Records from a collection
§
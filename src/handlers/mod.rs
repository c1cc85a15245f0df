pub mod common;
pub mod health;
pub mod po_uploads;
§
■ AIM OF THE EXERCISE ■
The entries above are to be copied word for word.

■ EXERCISE ANSWER ■
filename src/handlers/mod.rs
repository c1cc85a15245f0df
pub mod common;
pub mod health;
pub mod po_uploads;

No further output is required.